On one level there is the case: Sunny Randall has been hired to be a body guard for best-selling author Melanie Joan Hall who is being stalked by her ex-husband, a psychiatrist who is clearly used to having his way with every woman he meets, whether they are a patient or not. On another level there is Sunny's relationship with her ex-husband Richie, which is very much of the can't live with him, can't live without him variety. The more she learns about Melanie Joan's relation with her ex-husband the more Sunny finds herself questioning her own relationships with all of the men in her life, from Richie and her father to Tony Gault, the Hollywood agent she meets out in L.A.
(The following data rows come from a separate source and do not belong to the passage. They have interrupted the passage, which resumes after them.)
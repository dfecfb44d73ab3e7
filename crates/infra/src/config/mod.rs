//! Configuration loading and management
//!
//! This module provides utilities for loading the pipeline configuration
//! from environment variables and files.

pub mod loader;

// Re-export commonly used items
pub use loader::{load, load_from_env, load_from_file, probe_config_paths, validate};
Of course the only way you can read any of Robert B. Parker's Sunny Randall novels and not see it as a juggling around of the elements of his Spenser for Hire series is that you never read any of the Spenser for Hire novels. Yes, the main character is a female rather than a male, was actually married to their obvious sole mate, and the two of them share a good looking bull terrier that is in much better shape that Pearl the beloved wonder dog. But given how long it took Spencer and Susan to figure out their relationship things do not portend well for Sunny and Richie. However, that remains the secondary consideration in this novel to the case Sunny is working and by now it is clear that whatever the case she is working the climax has to be so her willingness (or rather her unwillingness) to have anybody provide help in the big showdown. In that regard, "Shrink Rap" turns out to be rather different from the previous novels in the series, "Perish Twice" and "Family Honor."
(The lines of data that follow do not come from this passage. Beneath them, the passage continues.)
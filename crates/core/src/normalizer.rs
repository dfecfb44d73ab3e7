//! Response normalization
//!
//! Folds the two ways a backend reports failure (an HTTP status, or a 2xx
//! body with `"success": false`) into a single [`NormalizedError`] shape, so
//! callers only ever branch on the error kind.
//!
//! 401 responses never reach the normalizer; the pipeline routes them to the
//! refresh coordinator first.

use courier_domain::constants::LOGICAL_FAILURE_FALLBACK_MESSAGE;
use courier_domain::{ApiResponse, FieldErrors, NormalizedError, Result};
use serde_json::Value;
use tracing::debug;

/// Converts transport responses into results
#[derive(Debug, Clone, Copy, Default)]
pub struct ResponseNormalizer;

impl ResponseNormalizer {
    pub fn new() -> Self {
        Self
    }

    /// Pass successful responses through, reject everything else
    pub fn normalize(&self, response: ApiResponse) -> Result<ApiResponse> {
        if !response.is_success() {
            return Err(self.status_error(&response));
        }

        match response.body_json() {
            Some(body) if is_logical_failure(&body) => {
                let message = message_from(&body)
                    .unwrap_or_else(|| LOGICAL_FAILURE_FALLBACK_MESSAGE.to_string());
                debug!(status = response.status(), %message, "2xx response flagged as failure");
                Err(NormalizedError::logical_failure(response.status(), message)
                    .with_field_errors(field_errors_from(&body)))
            }
            _ => Ok(response),
        }
    }

    /// Error for a non-2xx response
    pub fn status_error(&self, response: &ApiResponse) -> NormalizedError {
        let status = response.status();
        let body = response.body_json();

        let message = body
            .as_ref()
            .and_then(message_from)
            .unwrap_or_else(|| format!("request failed with status {status}"));
        let field_errors = body.as_ref().map(field_errors_from).unwrap_or_default();

        NormalizedError::http_status(status, message).with_field_errors(field_errors)
    }
}

fn is_logical_failure(body: &Value) -> bool {
    matches!(body.get("success"), Some(Value::Bool(false)))
}

fn message_from(body: &Value) -> Option<String> {
    let non_empty =
        |value: &Value| value.as_str().filter(|s| !s.trim().is_empty()).map(str::to_string);

    body.get("message")
        .and_then(non_empty)
        .or_else(|| body.get("error").and_then(non_empty))
        .or_else(|| body.pointer("/error/message").and_then(non_empty))
}

fn field_errors_from(body: &Value) -> FieldErrors {
    let Some(errors) = body
        .get("errors")
        .or_else(|| body.pointer("/error/errors"))
        .and_then(Value::as_object)
    else {
        return FieldErrors::new();
    };

    errors
        .iter()
        .filter_map(|(field, value)| {
            let messages = match value {
                Value::String(message) => vec![message.clone()],
                Value::Array(items) => {
                    items.iter().filter_map(Value::as_str).map(str::to_string).collect()
                }
                _ => Vec::new(),
            };
            (!messages.is_empty()).then(|| (field.clone(), messages))
        })
        .collect()
}

#[cfg(test)]
mod tests {
    use courier_domain::ErrorKind;
    use serde_json::json;

    use super::*;

    #[test]
    fn success_flag_false_becomes_logical_failure() {
        let response = ApiResponse::json_value(200, &json!({ "success": false, "message": "X" }));

        let err = ResponseNormalizer.normalize(response).unwrap_err();
        assert_eq!(err.kind(), ErrorKind::LogicalFailure);
        assert_eq!(err.message(), "X");
        assert_eq!(err.status(), Some(200));
    }

    #[test]
    fn logical_failure_matches_http_error_shape() {
        let body = json!({
            "success": false,
            "message": "Validation failed",
            "errors": { "email": "taken", "qty": ["too small", "not a number"] }
        });

        let logical =
            ResponseNormalizer.normalize(ApiResponse::json_value(200, &body)).unwrap_err();
        let http = ResponseNormalizer.normalize(ApiResponse::json_value(422, &body)).unwrap_err();

        assert_eq!(logical.message(), http.message());
        assert_eq!(logical.field_errors(), http.field_errors());
        assert_eq!(logical.field_errors()["email"], vec!["taken"]);
        assert_eq!(logical.field_errors()["qty"].len(), 2);
        assert_eq!(http.kind(), ErrorKind::TransportFailure);
        assert_eq!(http.status(), Some(422));
    }

    #[test]
    fn successful_bodies_pass_through() {
        for body in [json!({ "success": true, "data": [] }), json!([1, 2]), json!({ "id": 7 })] {
            let response = ApiResponse::json_value(200, &body);
            assert!(ResponseNormalizer.normalize(response).is_ok());
        }
        assert!(ResponseNormalizer.normalize(ApiResponse::new(204, Vec::new())).is_ok());
        assert!(ResponseNormalizer.normalize(ApiResponse::new(200, "plain text")).is_ok());
    }

    #[test]
    fn success_string_is_not_a_failure_marker() {
        let response = ApiResponse::json_value(200, &json!({ "success": "false" }));
        assert!(ResponseNormalizer.normalize(response).is_ok());
    }

    #[test]
    fn missing_message_falls_back() {
        let logical = ResponseNormalizer
            .normalize(ApiResponse::json_value(200, &json!({ "success": false })))
            .unwrap_err();
        assert_eq!(logical.message(), "Request failed");

        let http = ResponseNormalizer.normalize(ApiResponse::new(503, "")).unwrap_err();
        assert_eq!(http.message(), "request failed with status 503");
    }

    #[test]
    fn nested_error_message_is_used() {
        let body = json!({
            "error": { "message": "bad sku", "errors": { "sku": ["unknown"] } }
        });
        let response = ApiResponse::json_value(400, &body);

        let err = ResponseNormalizer.normalize(response).unwrap_err();
        assert_eq!(err.message(), "bad sku");
        assert_eq!(err.field_errors()["sku"], vec!["unknown"]);
    }
}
Ultimately, the secondary considerations outweigh the case at hand in this novel. The showdown actually ends up being less than fulfilling given everything that sets it up and what becomes more interesting are Sunny's ruminations on her life in the book's several therapy sessions (not that Sunny is in therapy, mind you, just pretending to be in therapy and talking about the pretend therapy). Consequently, her character actually seems to be making some progress with her troubled life.
As always, Parker provides a quick read; these are novels where the only real way to avoid reading it in one day is to start it late at night. However, such books are perfect for the commuter lifestyle. The dialogue is typical Parker, where the one-liners are always driven by character and context. At least now we know if there is any chance for Sunny and Richie to end up happily ever after, it is going to happen this century...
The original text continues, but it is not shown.